Provide again, from the entries below, every line from the one containing "more storage areas." through the one containing "pub fn set_item(&mut", exactly as written, and no other line.

──────── ENTRIES SHOWN

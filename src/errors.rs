use crate::config::ContextConfigError;
use crate::storage::NamespaceId;

#[derive(Debug, thiserror::Error)]
pub enum StorageError {
    #[error("Storage context has been shut down")]
    ShutDown,

    #[error("Namespace {0} already exists")]
    NamespaceExists(NamespaceId),

    #[error("Namespace {0} not found")]
    NamespaceNotFound(NamespaceId),

    #[error("Namespace {0} cannot be used as a session namespace")]
    InvalidNamespace(NamespaceId),

    #[error("Quota of {quota} bytes exceeded for {origin}")]
    QuotaExceeded { origin: String, quota: usize },

    #[error("Opaque origins cannot hold storage")]
    OpaqueOrigin,

    #[error("Session storage is already in use")]
    SessionStorageInUse,

    #[error("Storage command channel closed")]
    ChannelClosed,

    #[error("Database error: {0}")]
    Database(String),

    #[error("Invalid configuration: {0}")]
    Config(#[from] ContextConfigError),
}

impl From<anyhow::Error> for StorageError {
    fn from(e: anyhow::Error) -> Self {
        StorageError::Database(format!("{e:#}"))
    }
}
//! Persistence seams: the store traits and the per-area binding to them.

use std::collections::BTreeMap;
use std::sync::Arc;

use anyhow::Result;

use super::types::{LocalStorageUsageInfo, SessionStorageUsageInfo};

/// Changes accumulated by an area since its last commit.
#[derive(Clone, Debug, Default, PartialEq, Eq)]
pub struct CommitBatch {
    /// Wipe everything stored for the area before applying `changed_values`.
    pub clear_all_first: bool,
    /// `None` marks a removed key.
    pub changed_values: BTreeMap<String, Option<String>>,
}

impl CommitBatch {
    pub fn is_empty(&self) -> bool {
        !self.clear_all_first && self.changed_values.is_empty()
    }

    /// Applies the batch to a plain map, the way a store would.
    pub fn apply_to(&self, values: &mut BTreeMap<String, String>) {
        if self.clear_all_first {
            values.clear();
        }
        for (key, value) in &self.changed_values {
            match value {
                Some(v) => {
                    values.insert(key.clone(), v.clone());
                }
                None => {
                    values.remove(key);
                }
            }
        }
    }
}

/// Durable store for local storage, one table per origin.
pub trait LocalStorageDatabase: Send + Sync {
    /// Returns everything stored for `origin`; empty when nothing was ever written.
    fn read_area(&self, origin: &str) -> Result<BTreeMap<String, String>>;

    fn commit_area(&self, origin: &str, batch: &CommitBatch) -> Result<()>;

    /// Idempotent.
    fn delete_area(&self, origin: &str) -> Result<()>;

    /// Footprint of every stored origin. `last_modified` is only filled in when asked for.
    fn usage(&self, include_last_modified: bool) -> Result<Vec<LocalStorageUsageInfo>>;
}

/// Durable store for session storage, keyed by (persistent namespace id, origin).
pub trait SessionStorageDatabase: Send + Sync {
    /// Returns everything stored for the pair; empty for ids that were never written.
    fn read_area(&self, persistent_id: &str, origin: &str) -> Result<BTreeMap<String, String>>;

    fn commit_area(&self, persistent_id: &str, origin: &str, batch: &CommitBatch) -> Result<()>;

    fn delete_area(&self, persistent_id: &str, origin: &str) -> Result<()>;

    /// Copies every area of `source` to `destination`, replacing what `destination` held.
    fn clone_namespace(&self, source: &str, destination: &str) -> Result<()>;

    /// Idempotent.
    fn delete_namespace(&self, persistent_id: &str) -> Result<()>;

    fn read_namespace_ids(&self) -> Result<Vec<String>>;

    fn read_origins(&self, persistent_id: &str) -> Result<Vec<String>>;

    fn usage(&self) -> Result<Vec<SessionStorageUsageInfo>> {
        let mut out = Vec::new();
        for persistent_id in self.read_namespace_ids()? {
            for origin in self.read_origins(&persistent_id)? {
                if let Some(origin) = super::types::parse_origin(&origin) {
                    out.push(SessionStorageUsageInfo {
                        persistent_namespace_id: persistent_id.clone(),
                        origin,
                    });
                }
            }
        }
        Ok(out)
    }
}

pub type LocalStoreHandle = Arc<dyn LocalStorageDatabase>;
pub type SessionStoreHandle = Arc<dyn SessionStorageDatabase>;

/// Where a namespace writes its areas.
#[derive(Clone)]
pub enum NamespaceBacking {
    Local(LocalStoreHandle),
    Session {
        db: SessionStoreHandle,
        persistent_id: String,
    },
}

/// Binds one area (an origin inside a namespace) to its store.
#[derive(Clone)]
pub struct AreaBacking {
    namespace: NamespaceBacking,
    origin: String,
}

impl AreaBacking {
    pub fn new(namespace: NamespaceBacking, origin: String) -> Self {
        Self { namespace, origin }
    }

    pub fn read_all(&self) -> Result<BTreeMap<String, String>> {
        match &self.namespace {
            NamespaceBacking::Local(db) => db.read_area(&self.origin),
            NamespaceBacking::Session { db, persistent_id } => db.read_area(persistent_id, &self.origin),
        }
    }

    pub fn commit(&self, batch: &CommitBatch) -> Result<()> {
        match &self.namespace {
            NamespaceBacking::Local(db) => db.commit_area(&self.origin, batch),
            NamespaceBacking::Session { db, persistent_id } => db.commit_area(persistent_id, &self.origin, batch),
        }
    }

    pub fn delete(&self) -> Result<()> {
        match &self.namespace {
            NamespaceBacking::Local(db) => db.delete_area(&self.origin),
            NamespaceBacking::Session { db, persistent_id } => db.delete_area(persistent_id, &self.origin),
        }
    }
}


#[cfg(test)]
mod tests {
    use super::*;

    #[test]
    fn batch_applies_clear_then_changes() {
        let mut values = BTreeMap::from([
            ("a".to_string(), "1".to_string()),
            ("b".to_string(), "2".to_string()),
        ]);

        let mut batch = CommitBatch::default();
        assert!(batch.is_empty());
        batch.changed_values.insert("b".into(), None);
        batch.changed_values.insert("c".into(), Some("3".into()));
        batch.apply_to(&mut values);
        assert_eq!(values.keys().cloned().collect::<Vec<_>>(), vec!["a", "c"]);

        let clearing = CommitBatch { clear_all_first: true, ..Default::default() };
        assert!(!clearing.is_empty());
        clearing.apply_to(&mut values);
        assert!(values.is_empty());
    }
}
use std::collections::BTreeMap;

use super::types::utf16_bytes;

/// Ordered key/value table backing one or more storage areas.
///
/// Areas hold maps behind an `Arc`. A map referenced by more than one area is
/// never written in place; the writing area clones it first (see
/// [`StorageArea`](super::StorageArea)).
#[derive(Clone, Debug, Default, PartialEq, Eq)]
pub struct StorageMap {
    values: BTreeMap<String, String>,
    bytes_used: usize,
}

/// Outcome of [`StorageMap::set_item`].
#[derive(Clone, Debug, PartialEq, Eq)]
pub struct SetOutcome {
    pub changed: bool,
    pub old_value: Option<String>,
}

impl StorageMap {
    pub fn new() -> Self {
        Self::default()
    }

    pub fn len(&self) -> usize {
        self.values.len()
    }

    pub fn is_empty(&self) -> bool {
        self.values.is_empty()
    }

    /// Keys and values, counted as UTF-16 bytes.
    pub fn bytes_used(&self) -> usize {
        self.bytes_used
    }

    pub fn get_item(&self, key: &str) -> Option<&str> {
        self.values.get(key).map(String::as_str)
    }

    /// Key at `index` in key order.
    pub fn key(&self, index: usize) -> Option<&str> {
        self.values.keys().nth(index).map(String::as_str)
    }

    pub fn keys(&self) -> impl Iterator<Item = &str> {
        self.values.keys().map(String::as_str)
    }

    pub fn iter(&self) -> impl Iterator<Item = (&str, &str)> {
        self.values.iter().map(|(k, v)| (k.as_str(), v.as_str()))
    }

    /// Size of the map after storing `value` under `key`.
    pub fn bytes_after_set(&self, key: &str, value: &str) -> usize {
        match self.values.get(key) {
            Some(old) => self.bytes_used - utf16_bytes(old) + utf16_bytes(value),
            None => self.bytes_used + utf16_bytes(key) + utf16_bytes(value),
        }
    }

    pub fn set_item(&mut self, key: &str, value: &str) -> SetOutcome {
        if self.values.get(key).is_some_and(|old| old == value) {
            return SetOutcome { changed: false, old_value: Some(value.to_string()) };
        }

        self.bytes_used = self.bytes_after_set(key, value);
        let old_value = self.values.insert(key.to_string(), value.to_string());
        SetOutcome { changed: true, old_value }
    }

    pub fn remove_item(&mut self, key: &str) -> Option<String> {
        let old = self.values.remove(key)?;
        self.bytes_used -= utf16_bytes(key) + utf16_bytes(&old);
        Some(old)
    }

    pub fn clear(&mut self) {
        self.values.clear();
        self.bytes_used = 0;
    }

    pub fn to_btree(&self) -> BTreeMap<String, String> {
        self.values.clone()
    }
}

impl From<BTreeMap<String, String>> for StorageMap {
    fn from(values: BTreeMap<String, String>) -> Self {
        let bytes_used = values.iter().map(|(k, v)| utf16_bytes(k) + utf16_bytes(v)).sum();
        Self { values, bytes_used }
    }
}

#[cfg(test)]
mod tests {
    use super::*;

    #[test]
    fn set_reports_change_and_old_value() {
        let mut map = StorageMap::new();

        let first = map.set_item("k", "v1");
        assert!(first.changed);
        assert_eq!(first.old_value, None);

        let second = map.set_item("k", "v2");
        assert!(second.changed);
        assert_eq!(second.old_value.as_deref(), Some("v1"));

        let same = map.set_item("k", "v2");
        assert!(!same.changed);
        assert_eq!(map.get_item("k"), Some("v2"));
    }

    #[test]
    fn byte_accounting_follows_mutations() {
        let mut map = StorageMap::new();
        map.set_item("ab", "cde");
        assert_eq!(map.bytes_used(), 10);
        assert_eq!(map.bytes_after_set("ab", "c"), 6);

        map.set_item("ab", "c");
        assert_eq!(map.bytes_used(), 6);

        assert_eq!(map.remove_item("ab").as_deref(), Some("c"));
        assert_eq!(map.bytes_used(), 0);
        assert_eq!(map.remove_item("ab"), None);
    }

    #[test]
    fn keys_are_ordered() {
        let mut map = StorageMap::new();
        map.set_item("b", "2");
        map.set_item("a", "1");
        map.set_item("c", "3");

        assert_eq!(map.keys().collect::<Vec<_>>(), vec!["a", "b", "c"]);
        assert_eq!(map.key(1), Some("b"));
        assert_eq!(map.key(3), None);
    }

    #[test]
    fn clone_is_independent() {
        let mut a = StorageMap::new();
        a.set_item("k", "v");
        let mut b = a.clone();
        b.set_item("k", "other");
        b.clear();

        assert_eq!(a.get_item("k"), Some("v"));
        assert!(b.is_empty());
        assert_eq!(b.bytes_used(), 0);
    }

    #[test]
    fn from_btree_counts_bytes() {
        let mut values = BTreeMap::new();
        values.insert("x".to_string(), "yy".to_string());
        let map = StorageMap::from(values.clone());
        assert_eq!(map.bytes_used(), 6);
        assert_eq!(map.to_btree(), values);
    }
}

────────────────

→ **REPLY**
/// Ordered key/value table backing one or more storage areas.
///
/// Areas hold maps behind an `Arc`. A map referenced by more than one area is
/// never written in place; the writing area clones it first (see
/// [`StorageArea`](super::StorageArea)).
#[derive(Clone, Debug, Default, PartialEq, Eq)]
pub struct StorageMap {
    values: BTreeMap<String, String>,
    bytes_used: usize,
}

/// Outcome of [`StorageMap::set_item`].
#[derive(Clone, Debug, PartialEq, Eq)]
pub struct SetOutcome {
    pub changed: bool,
    pub old_value: Option<String>,
}

impl StorageMap {
    pub fn new() -> Self {
        Self::default()
    }

    pub fn len(&self) -> usize {
        self.values.len()
    }

    pub fn is_empty(&self) -> bool {
        self.values.is_empty()
    }

    /// Keys and values, counted as UTF-16 bytes.
    pub fn bytes_used(&self) -> usize {
        self.bytes_used
    }

    pub fn get_item(&self, key: &str) -> Option<&str> {
        self.values.get(key).map(String::as_str)
    }

    /// Key at `index` in key order.
    pub fn key(&self, index: usize) -> Option<&str> {
        self.values.keys().nth(index).map(String::as_str)
    }

    pub fn keys(&self) -> impl Iterator<Item = &str> {
        self.values.keys().map(String::as_str)
    }

    pub fn iter(&self) -> impl Iterator<Item = (&str, &str)> {
        self.values.iter().map(|(k, v)| (k.as_str(), v.as_str()))
    }

    /// Size of the map after storing `value` under `key`.
    pub fn bytes_after_set(&self, key: &str, value: &str) -> usize {
        match self.values.get(key) {
            Some(old) => self.bytes_used - utf16_bytes(old) + utf16_bytes(value),
            None => self.bytes_used + utf16_bytes(key) + utf16_bytes(value),
        }
    }

    pub fn set_item(&mut self, key: &str, value: &str) -> SetOutcome {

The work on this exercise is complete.